### [Task statement]
From the line containing "async fn execute(&self, context: Arc<RuleContext>)" down to the final entry below, restate each line word for word.

### [Data supplied]

———

use async_trait::async_trait;
use std::sync::Arc;
use tracing::info;

use crate::error::Result;
use crate::models::{RuleContext, RuleResult};
use crate::rule::Rule;

/// 升级规则：将上下文标记为已升级处理
#[derive(Debug, Default, Clone, Copy)]
pub struct EscalateRule;

impl EscalateRule {
    pub const NAME: &'static str = "Escalate";
}

#[async_trait]
impl Rule for EscalateRule {
    async fn execute(&self, context: Arc<RuleContext>) -> Result<RuleResult> {
        info!(
            source = %context.source,
            context_type = %context.context_type,
            "escalating"
        );
        let status = format!("{} Escalated", context.source);
        Ok(RuleResult::new(context, status))
    }

    fn description(&self) -> &'static str {
        "升级处理"
    }
}

#[cfg(test)]
mod tests {
    use super::*;

    #[test]
    fn test_escalate_status() {
        let ctx = Arc::new(RuleContext::new("Order").with_parameter("Error", "QuantityError"));
        let result = tokio_test::block_on(EscalateRule.execute(ctx)).unwrap();

        assert_eq!(result.status, "Order Escalated");
        assert_eq!(result.context.parameter("Error"), Some("QuantityError"));
    }
}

———

### [Task answer]
    async fn execute(&self, context: Arc<RuleContext>) -> Result<RuleResult> {
        info!(
            source = %context.source,
            context_type = %context.context_type,
            "escalating"
        );
        let status = format!("{} Escalated", context.source);
        Ok(RuleResult::new(context, status))
    }

    fn description(&self) -> &'static str {
        "升级处理"
    }
}

#[cfg(test)]
mod tests {
    use super::*;

    #[test]
    fn test_escalate_status() {
        let ctx = Arc::new(RuleContext::new("Order").with_parameter("Error", "QuantityError"));
        let result = tokio_test::block_on(EscalateRule.execute(ctx)).unwrap();

        assert_eq!(result.status, "Order Escalated");
        assert_eq!(result.context.parameter("Error"), Some("QuantityError"));
    }
}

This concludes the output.